As my family navigates the college search, application, and selection process for our second child, I yearn for a tool to distill the 4000+ degree granting universities into a handful for consideration.
I sought out the SWOT (Strength Weakness Opportunity Threat) Analysis as my salvation. I quickly realized all the facts and data were available for these schools, so what I really needed was selection criteria for differentiation.
Strengths related to available field of study, admission criteria test scores, size of student body, public or private institution, scholarship availability, geographic location, and even academic reputation.
Weaknesses related to available field of study, admission criteria test scores, size of student body, public or private institution, scholarship availability, geographic location, and academic reputation as well.
As I focused strengths and weaknesses of the internal environment, such evaluation became only one part of the whole. I focused on the opportunities and threats of the external environment and, in this case, those affected by the perceptions of a teenager trying to plan for the rest of her life.
Will it matter how good the food is in the cafeteria, how far one has to walk to get to class, how many flights of stairs are beautifully incorporated into the treks across campus, how many people from high school are going to the same university, how good/poor the lighting is in the dormitory, how nice the professor was during the interview, the strength of campus safety measures, how close the university is to civilization (as defined by a teenager), etc.,?
SWOT looks at how a firm fits to the current reality, so it is a preliminary indication of current competitive position. Reality for a teenager may change rapidly.

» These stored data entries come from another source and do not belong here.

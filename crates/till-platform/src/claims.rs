use crate::error::{PlatformError, Result as PlatformResult};

use std::time::Duration;

use base64::Engine as _;
use base64::engine::general_purpose::URL_SAFE_NO_PAD;
use chrono::Utc;
use serde::{Deserialize, Serialize};

/// Claims read from an access token's payload.
///
/// Decoded without signature verification: this client never holds the
/// signing secret, and authorization ground truth is enforced server-side.
/// The claims are used for the issuer check and the self-deletion guard.
#[derive(Debug, Clone, Serialize, Deserialize)]
pub struct TokenClaims {
    /// Subject (user id)
    pub sub: String,
    /// Issuing authority, `{base_url}/auth/v1` for this project
    pub iss: String,
    /// Expiration timestamp (Unix)
    pub exp: i64,
    /// Issued at timestamp (Unix)
    pub iat: i64,
    #[serde(default)]
    pub email: Option<String>,
    #[serde(default)]
    pub role: Option<String>,
}

impl TokenClaims {
    /// Decode the payload segment of a JWT.
    #[track_caller]
    pub fn decode(token: &str) -> PlatformResult<Self> {
        let mut segments = token.split('.');
        let payload = match (segments.next(), segments.next(), segments.next()) {
            (Some(_), Some(payload), Some(_)) if segments.next().is_none() => payload,
            _ => return Err(PlatformError::malformed_token("expected three segments")),
        };

        let bytes = URL_SAFE_NO_PAD
            .decode(payload)
            .map_err(|e| PlatformError::malformed_token(format!("payload base64: {e}")))?;

        let claims: TokenClaims = serde_json::from_slice(&bytes)
            .map_err(|e| PlatformError::malformed_token(format!("payload json: {e}")))?;

        claims.validate()?;
        Ok(claims)
    }

    /// Structural validation after decoding.
    #[track_caller]
    pub fn validate(&self) -> PlatformResult<()> {
        if self.sub.is_empty() {
            return Err(PlatformError::malformed_token("sub cannot be empty"));
        }
        if self.iss.is_empty() {
            return Err(PlatformError::malformed_token("iss cannot be empty"));
        }
        Ok(())
    }

    /// True when the token expires within `margin` from now.
    pub fn expires_within(&self, margin: Duration) -> bool {
        self.exp - Utc::now().timestamp() <= margin.as_secs() as i64
    }
}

SWOT analysis should be based on objective data that allow past-to-current-to-probable future comparisons of the marketplace, competitors, products and services, and company performance. SWOT can help narrow the field in the college search using institutional facts and data. However, as selecting a university to commit to for about four years of her life requires identifying where she is most comfortable, it seems that no quality tool can help characterize the highly subjective and emotional traits that will make a particular university the right fit for my child.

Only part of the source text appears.